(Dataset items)
::::
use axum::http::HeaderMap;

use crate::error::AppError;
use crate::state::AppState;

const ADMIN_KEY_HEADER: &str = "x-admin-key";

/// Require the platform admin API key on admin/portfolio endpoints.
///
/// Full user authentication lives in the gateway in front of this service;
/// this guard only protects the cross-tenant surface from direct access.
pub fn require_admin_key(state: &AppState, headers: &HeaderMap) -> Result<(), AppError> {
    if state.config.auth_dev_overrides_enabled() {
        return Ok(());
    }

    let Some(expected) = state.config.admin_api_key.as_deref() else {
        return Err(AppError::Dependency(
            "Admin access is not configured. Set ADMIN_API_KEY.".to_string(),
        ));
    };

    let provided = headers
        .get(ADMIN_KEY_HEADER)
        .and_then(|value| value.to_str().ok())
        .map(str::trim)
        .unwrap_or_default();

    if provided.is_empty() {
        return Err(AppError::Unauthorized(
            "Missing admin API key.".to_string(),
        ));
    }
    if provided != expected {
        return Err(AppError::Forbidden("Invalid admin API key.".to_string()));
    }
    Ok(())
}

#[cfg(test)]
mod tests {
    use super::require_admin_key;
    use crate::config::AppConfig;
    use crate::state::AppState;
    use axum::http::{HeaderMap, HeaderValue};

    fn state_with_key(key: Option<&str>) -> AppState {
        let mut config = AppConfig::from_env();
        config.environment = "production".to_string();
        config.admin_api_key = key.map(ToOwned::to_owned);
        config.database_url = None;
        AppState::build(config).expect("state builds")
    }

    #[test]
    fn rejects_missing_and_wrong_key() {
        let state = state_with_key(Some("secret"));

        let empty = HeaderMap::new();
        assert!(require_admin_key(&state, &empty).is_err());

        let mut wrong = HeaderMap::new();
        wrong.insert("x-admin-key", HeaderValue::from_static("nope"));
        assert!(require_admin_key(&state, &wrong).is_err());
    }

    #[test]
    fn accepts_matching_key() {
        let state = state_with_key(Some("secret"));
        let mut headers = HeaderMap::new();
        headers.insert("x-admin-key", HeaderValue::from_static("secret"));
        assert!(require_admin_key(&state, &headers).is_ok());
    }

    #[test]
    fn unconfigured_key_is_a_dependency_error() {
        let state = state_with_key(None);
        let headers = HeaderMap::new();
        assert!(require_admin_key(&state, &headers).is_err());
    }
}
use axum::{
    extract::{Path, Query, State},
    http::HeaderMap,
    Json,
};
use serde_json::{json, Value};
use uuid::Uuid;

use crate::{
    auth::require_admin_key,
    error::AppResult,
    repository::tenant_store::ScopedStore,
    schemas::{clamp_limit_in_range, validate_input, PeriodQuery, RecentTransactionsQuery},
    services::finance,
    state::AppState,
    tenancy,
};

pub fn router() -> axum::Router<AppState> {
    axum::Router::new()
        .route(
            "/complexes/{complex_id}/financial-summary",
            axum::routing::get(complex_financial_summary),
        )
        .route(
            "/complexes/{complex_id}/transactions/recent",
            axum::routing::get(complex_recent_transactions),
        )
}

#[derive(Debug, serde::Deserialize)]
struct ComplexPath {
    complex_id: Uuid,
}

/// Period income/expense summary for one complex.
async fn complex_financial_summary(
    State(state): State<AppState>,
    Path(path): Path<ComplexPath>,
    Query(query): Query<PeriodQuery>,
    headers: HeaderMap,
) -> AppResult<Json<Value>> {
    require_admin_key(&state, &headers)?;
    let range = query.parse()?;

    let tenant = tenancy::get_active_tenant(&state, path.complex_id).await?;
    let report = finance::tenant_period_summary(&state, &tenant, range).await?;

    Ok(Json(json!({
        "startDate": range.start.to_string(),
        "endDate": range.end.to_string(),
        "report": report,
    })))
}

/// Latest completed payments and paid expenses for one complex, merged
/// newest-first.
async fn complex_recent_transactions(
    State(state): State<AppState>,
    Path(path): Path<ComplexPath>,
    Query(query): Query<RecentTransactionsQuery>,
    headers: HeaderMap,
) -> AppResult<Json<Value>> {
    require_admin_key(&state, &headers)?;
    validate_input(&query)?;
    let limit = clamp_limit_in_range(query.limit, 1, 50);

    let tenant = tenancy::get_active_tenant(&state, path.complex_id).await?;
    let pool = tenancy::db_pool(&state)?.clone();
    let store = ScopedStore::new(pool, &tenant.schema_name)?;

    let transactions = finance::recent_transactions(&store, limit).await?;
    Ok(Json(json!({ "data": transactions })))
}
::::
• Task requirements: Repeat the data above in full, word for word.

• Response:
use axum::http::HeaderMap;

use crate::error::AppError;
use crate::state::AppState;

const ADMIN_KEY_HEADER: &str = "x-admin-key";

/// Require the platform admin API key on admin/portfolio endpoints.
///
/// Full user authentication lives in the gateway in front of this service;
/// this guard only protects the cross-tenant surface from direct access.
pub fn require_admin_key(state: &AppState, headers: &HeaderMap) -> Result<(), AppError> {
    if state.config.auth_dev_overrides_enabled() {
        return Ok(());
    }

    let Some(expected) = state.config.admin_api_key.as_deref() else {
        return Err(AppError::Dependency(
            "Admin access is not configured. Set ADMIN_API_KEY.".to_string(),
        ));
    };

    let provided = headers
        .get(ADMIN_KEY_HEADER)
        .and_then(|value| value.to_str().ok())
        .map(str::trim)
        .unwrap_or_default();

    if provided.is_empty() {
        return Err(AppError::Unauthorized(
            "Missing admin API key.".to_string(),
        ));
    }
    if provided != expected {
        return Err(AppError::Forbidden("Invalid admin API key.".to_string()));
    }
    Ok(())
}

#[cfg(test)]
mod tests {
    use super::require_admin_key;
    use crate::config::AppConfig;
    use crate::state::AppState;
    use axum::http::{HeaderMap, HeaderValue};

    fn state_with_key(key: Option<&str>) -> AppState {
        let mut config = AppConfig::from_env();
        config.environment = "production".to_string();
        config.admin_api_key = key.map(ToOwned::to_owned);
        config.database_url = None;
        AppState::build(config).expect("state builds")
    }

    #[test]
    fn rejects_missing_and_wrong_key() {
        let state = state_with_key(Some("secret"));

        let empty = HeaderMap::new();
        assert!(require_admin_key(&state, &empty).is_err());

        let mut wrong = HeaderMap::new();
        wrong.insert("x-admin-key", HeaderValue::from_static("nope"));
        assert!(require_admin_key(&state, &wrong).is_err());
    }

    #[test]
    fn accepts_matching_key() {
        let state = state_with_key(Some("secret"));
        let mut headers = HeaderMap::new();
        headers.insert("x-admin-key", HeaderValue::from_static("secret"));
        assert!(require_admin_key(&state, &headers).is_ok());
    }

    #[test]
    fn unconfigured_key_is_a_dependency_error() {
        let state = state_with_key(None);
        let headers = HeaderMap::new();
        assert!(require_admin_key(&state, &headers).is_err());
    }
}
use axum::{
    extract::{Path, Query, State},
    http::HeaderMap,
    Json,
};
use serde_json::{json, Value};
use uuid::Uuid;

use crate::{
    auth::require_admin_key,
    error::AppResult,
    repository::tenant_store::ScopedStore,
    schemas::{clamp_limit_in_range, validate_input, PeriodQuery, RecentTransactionsQuery},
    services::finance,
    state::AppState,
    tenancy,
};

pub fn router() -> axum::Router<AppState> {
    axum::Router::new()
        .route(
            "/complexes/{complex_id}/financial-summary",
            axum::routing::get(complex_financial_summary),
        )
        .route(
            "/complexes/{complex_id}/transactions/recent",
            axum::routing::get(complex_recent_transactions),
        )
}

#[derive(Debug, serde::Deserialize)]
struct ComplexPath {
    complex_id: Uuid,
}

/// Period income/expense summary for one complex.
async fn complex_financial_summary(
    State(state): State<AppState>,
    Path(path): Path<ComplexPath>,
    Query(query): Query<PeriodQuery>,
    headers: HeaderMap,
) -> AppResult<Json<Value>> {
    require_admin_key(&state, &headers)?;
    let range = query.parse()?;

    let tenant = tenancy::get_active_tenant(&state, path.complex_id).await?;
    let report = finance::tenant_period_summary(&state, &tenant, range).await?;

    Ok(Json(json!({
        "startDate": range.start.to_string(),
        "endDate": range.end.to_string(),
        "report": report,
    })))
}

/// Latest completed payments and paid expenses for one complex, merged
/// newest-first.
async fn complex_recent_transactions(
    State(state): State<AppState>,
    Path(path): Path<ComplexPath>,
    Query(query): Query<RecentTransactionsQuery>,
    headers: HeaderMap,
) -> AppResult<Json<Value>> {
    require_admin_key(&state, &headers)?;
    validate_input(&query)?;
    let limit = clamp_limit_in_range(query.limit, 1, 50);

    let tenant = tenancy::get_active_tenant(&state, path.complex_id).await?;
    let pool = tenancy::db_pool(&state)?.clone();
    let store = ScopedStore::new(pool, &tenant.schema_name)?;

    let transactions = finance::recent_transactions(&store, limit).await?;
    Ok(Json(json!({ "data": transactions })))
}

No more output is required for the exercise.